From: Hangbin Liu <liuhangbin@gmail.com>
To: Cosmin Ratiu <cratiu@nvidia.com>
Cc: netdev@vger.kernel.org, Jay Vosburgh <jv@jvosburgh.net>,
Andrew Lunn <andrew+netdev@lunn.ch>,
"David S . Miller" <davem@davemloft.net>,
Eric Dumazet <edumazet@google.com>,
Jakub Kicinski <kuba@kernel.org>, Paolo Abeni <pabeni@redhat.com>,
Nikolay Aleksandrov <razor@blackwall.org>,
Simon Horman <horms@kernel.org>,
Saeed Mahameed <saeedm@nvidia.com>,
Tariq Toukan <tariqt@nvidia.com>, Jianbo Liu <jianbol@nvidia.com>,
Steffen Klassert <steffen.klassert@secunet.com>,
Herbert Xu <herbert@gondor.apana.org.au>,
Ayush Sawal <ayush.sawal@chelsio.com>,
Tony Nguyen <anthony.l.nguyen@intel.com>,
Przemek Kitszel <przemyslaw.kitszel@intel.com>,
Sunil Goutham <sgoutham@marvell.com>,
Geetha sowjanya <gakula@marvell.com>,
Subbaraya Sundeep <sbhatta@marvell.com>,
hariprasad <hkelam@marvell.com>,
Bharat Bhushan <bbhushan2@marvell.com>,
Louis Peens <louis.peens@corigine.com>,
Leon Romanovsky <leonro@nvidia.com>,
linux-kselftest@vger.kernel.org
Subject: Re: [PATCH net-next v3 5/6] bonding: Mark active offloaded xfrm_states
Date: Fri, 11 Apr 2025 09:08:58 +0000 [thread overview]
Message-ID: <Z_jcKjrrX1rsq-tA@fedora> (raw)

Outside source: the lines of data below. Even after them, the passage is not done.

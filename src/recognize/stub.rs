use super::{RecognitionResult, Recognizer};
use crate::normalizer::NormalizedImage;

const ALPHABET: &[u8; 26] = b"ABCDEFGHIJKLMNOPQRSTUVWXYZ";

/// Offline recognizer for tests and demos. Answers deterministically from
/// the mean brightness of the crop, so identical crops get identical labels.
#[derive(Clone, Copy, Debug, Default)]
pub struct StubRecognizer;

impl StubRecognizer {
    pub fn new() -> Self {
        Self
    }
}

impl Recognizer for StubRecognizer {
    fn name(&self) -> &'static str {
        "stub"
    }

    fn submit(&self, image: &NormalizedImage) -> RecognitionResult {
        let pixels = image.pixels().as_rgb();
        if pixels.is_empty() {
            return RecognitionResult::failure("empty image");
        }
        let sum: u64 = pixels.iter().map(|&v| v as u64).sum();
        let mean = sum / pixels.len() as u64;
        let index = (mean as usize * ALPHABET.len() / 256).min(ALPHABET.len() - 1);
        // Mid-grey is the least certain answer.
        let confidence = 0.5 + (mean as f32 - 127.5).abs() / 255.0;
        RecognitionResult::success(ALPHABET[index] as char, confidence)
    }
}

#[cfg(test)]
mod tests {
    use super::*;
    use crate::frame::PixelBuffer;
    use crate::normalizer::RegionNormalizer;

    fn crop(rgb: [u8; 3]) -> NormalizedImage {
        let frame = PixelBuffer::filled(8, 8, rgb).unwrap();
        RegionNormalizer::default().normalize(&frame, None).unwrap()
    }

    #[test]
    fn dark_and_bright_crops_map_to_alphabet_ends() {
        let recognizer = StubRecognizer::new();
        assert_eq!(recognizer.submit(&crop([0, 0, 0])).label, Some('A'));
        assert_eq!(recognizer.submit(&crop([255, 255, 255])).label, Some('Z'));
    }

    #[test]
    fn answers_are_deterministic() {
        let recognizer = StubRecognizer::new();
        let image = crop([90, 120, 150]);
        assert_eq!(recognizer.submit(&image), recognizer.submit(&image));
        assert!(recognizer.submit(&image).succeeded);
    }
}
use anyhow::{anyhow, Result};

/// Raw pixel layouts a frame source may hand over.
#[derive(Clone, Copy, Debug, PartialEq, Eq)]
pub enum PixelFormat {
    Rgb24,
    Rgba32,
    Nv12,
}

pub(crate) fn normalize_to_rgb(
    pixels: &[u8],
    width: u32,
    height: u32,
    format: PixelFormat,
) -> Result<Vec<u8>> {
    match format {
        PixelFormat::Rgb24 => {
            let expected = packed_len(width, height, 3)?;
            if pixels.len() != expected {
                return Err(anyhow!(
                    "RGB frame length mismatch: expected {}, got {}",
                    expected,
                    pixels.len()
                ));
            }
            Ok(pixels.to_vec())
        }
        PixelFormat::Rgba32 => rgba_to_rgb(pixels, width, height),
        PixelFormat::Nv12 => nv12_to_rgb(pixels, width, height),
    }
}

fn packed_len(width: u32, height: u32, channels: u32) -> Result<usize> {
    width
        .checked_mul(height)
        .and_then(|v| v.checked_mul(channels))
        .map(|v| v as usize)
        .ok_or_else(|| anyhow!("frame dimensions overflow"))
}

fn rgba_to_rgb(pixels: &[u8], width: u32, height: u32) -> Result<Vec<u8>> {
    let expected = packed_len(width, height, 4)?;
    if pixels.len() != expected {
        return Err(anyhow!(
            "RGBA frame length mismatch: expected {}, got {}",
            expected,
            pixels.len()
        ));
    }
    let mut rgb = Vec::with_capacity(expected / 4 * 3);
    for px in pixels.chunks_exact(4) {
        rgb.extend_from_slice(&px[..3]);
    }
    Ok(rgb)
}

/// NV12: a full-resolution luma plane followed by interleaved U/V at half
/// resolution in both directions. BT.601 full-range, 8.8 fixed point.
fn nv12_to_rgb(pixels: &[u8], width: u32, height: u32) -> Result<Vec<u8>> {
    if width % 2 != 0 || height % 2 != 0 {
        return Err(anyhow!("NV12 frames need even dimensions, got {}x{}", width, height));
    }
    let luma_len = packed_len(width, height, 1)?;
    let expected = luma_len + luma_len / 2;
    if pixels.len() != expected {
        return Err(anyhow!(
            "NV12 frame length mismatch: expected {}, got {}",
            expected,
            pixels.len()
        ));
    }
    let w = width as usize;
    let (luma, chroma) = pixels.split_at(luma_len);

    let mut rgb = Vec::with_capacity(luma_len * 3);
    for (row, luma_row) in luma.chunks_exact(w).enumerate() {
        let chroma_row = &chroma[(row / 2) * w..];
        for (col, &y) in luma_row.iter().enumerate() {
            let uv = (col / 2) * 2;
            let y = i32::from(y) << 8;
            let u = i32::from(chroma_row[uv]) - 128;
            let v = i32::from(chroma_row[uv + 1]) - 128;
            rgb.push(fixed_to_u8(y + 359 * v));
            rgb.push(fixed_to_u8(y - 88 * u - 183 * v));
            rgb.push(fixed_to_u8(y + 454 * u));
        }
    }
    Ok(rgb)
}

fn fixed_to_u8(value: i32) -> u8 {
    ((value + 128) >> 8).clamp(0, 255) as u8
}
use std::fmt;

use crate::detect::MotionOutcome;
use crate::recognize::RecognitionResult;
use crate::CaptureError;

/// Why a capture cycle ended before dispatching.
#[derive(Clone, Debug, PartialEq)]
pub enum SkipReason {
    /// Another dispatch is still outstanding.
    InFlight,
    /// The frame source had nothing to offer.
    FrameUnavailable,
    /// Automatic mode found no region this cycle.
    NoRegion(MotionOutcome),
    /// The scheduler was stopped, or the ticker that fired was replaced,
    /// before anything was submitted.
    Superseded,
}

/// Result of one run of the capture sequence.
#[derive(Clone, Debug, PartialEq)]
pub enum TickOutcome {
    /// The crop was submitted. A successful result becomes the latest
    /// result; a failed one is only reported.
    Dispatched(RecognitionResult),
    /// The crop was submitted but the scheduler was stopped before the
    /// answer arrived. The result is not applied.
    Discarded(RecognitionResult),
    Skipped(SkipReason),
    /// A precondition failed; nothing was submitted.
    Rejected(CaptureError),
}

impl TickOutcome {
    pub fn result(&self) -> Option<&RecognitionResult> {
        match self {
            TickOutcome::Dispatched(result) => Some(result),
            _ => None,
        }
    }

    pub fn is_skipped(&self) -> bool {
        matches!(self, TickOutcome::Skipped(_))
    }
}

impl fmt::Display for SkipReason {
    fn fmt(&self, f: &mut fmt::Formatter<'_>) -> fmt::Result {
        match self {
            SkipReason::InFlight => write!(f, "in flight"),
            SkipReason::FrameUnavailable => write!(f, "no frame"),
            SkipReason::NoRegion(_) => write!(f, "no region"),
            SkipReason::Superseded => write!(f, "superseded"),
        }
    }
}

impl fmt::Display for TickOutcome {
    fn fmt(&self, f: &mut fmt::Formatter<'_>) -> fmt::Result {
        match self {
            TickOutcome::Dispatched(result) => write!(f, "dispatched: {}", result),
            TickOutcome::Discarded(result) => write!(f, "discarded: {}", result),
            TickOutcome::Skipped(reason) => write!(f, "skipped: {}", reason),
            TickOutcome::Rejected(err) => write!(f, "rejected: {}", err),
        }
    }
}

/// Counters since the scheduler was created.
#[derive(Clone, Copy, Debug, Default, PartialEq, Eq)]
pub struct SchedulerStats {
    /// Periodic ticks that fired.
    pub ticks: u64,
    /// Deadlines dropped because a tick overran the period.
    pub missed_ticks: u64,
    pub triggers: u64,
    pub dispatches: u64,
    /// Dispatches whose result reported a failure.
    pub failures: u64,
    pub discarded: u64,
    pub skipped_in_flight: u64,
    pub skipped_no_frame: u64,
    pub skipped_no_region: u64,
    pub rejected: u64,
}

#[cfg(test)]
mod tests {
    use super::*;

    #[test]
    fn status_lines() {
        let no_region = TickOutcome::Skipped(SkipReason::NoRegion(
            MotionOutcome::InsufficientMotion { changed_pixels: 0 },
        ));
        assert_eq!(no_region.to_string(), "skipped: no region");
        assert_eq!(
            TickOutcome::Skipped(SkipReason::InFlight).to_string(),
            "skipped: in flight"
        );
        assert_eq!(
            TickOutcome::Dispatched(RecognitionResult::success('C', 0.5)).to_string(),
            "dispatched: C (50%)"
        );
    }
}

In-Reply-To: <20250411074958.2858496-6-cratiu@nvidia.com>
On Fri, Apr 11, 2025 at 10:49:57AM +0300, Cosmin Ratiu wrote:
> When the active link is changed for a bond device, the existing xfrm
> states need to be migrated over to the new link. This is done with:
> - bond_ipsec_del_sa_all() goes through the offloaded states list and
> removes all of them from hw.
> - bond_ipsec_add_sa_all() re-offloads all states to the new device.
>
> But because the offload status of xfrm states isn't marked in any way,
> there can be bugs.
>
> When all bond links are down, bond_ipsec_del_sa_all() unoffloads
> everything from the previous active link. If the same link then comes
> back up, nothing gets reoffloaded by bond_ipsec_add_sa_all().
> This results in a stack trace like this a bit later when user space
> removes the offloaded rules, because mlx5e_xfrm_del_state() is asked to
> remove a rule that's no longer offloaded:
>
> [] Call Trace:
> [] <TASK>
> [] ? __warn+0x7d/0x110
> [] ? mlx5e_xfrm_del_state+0x90/0xa0 [mlx5_core]
> [] ? report_bug+0x16d/0x180
> [] ? handle_bug+0x4f/0x90
> [] ? exc_invalid_op+0x14/0x70
> [] ? asm_exc_invalid_op+0x16/0x20
> [] ? mlx5e_xfrm_del_state+0x73/0xa0 [mlx5_core]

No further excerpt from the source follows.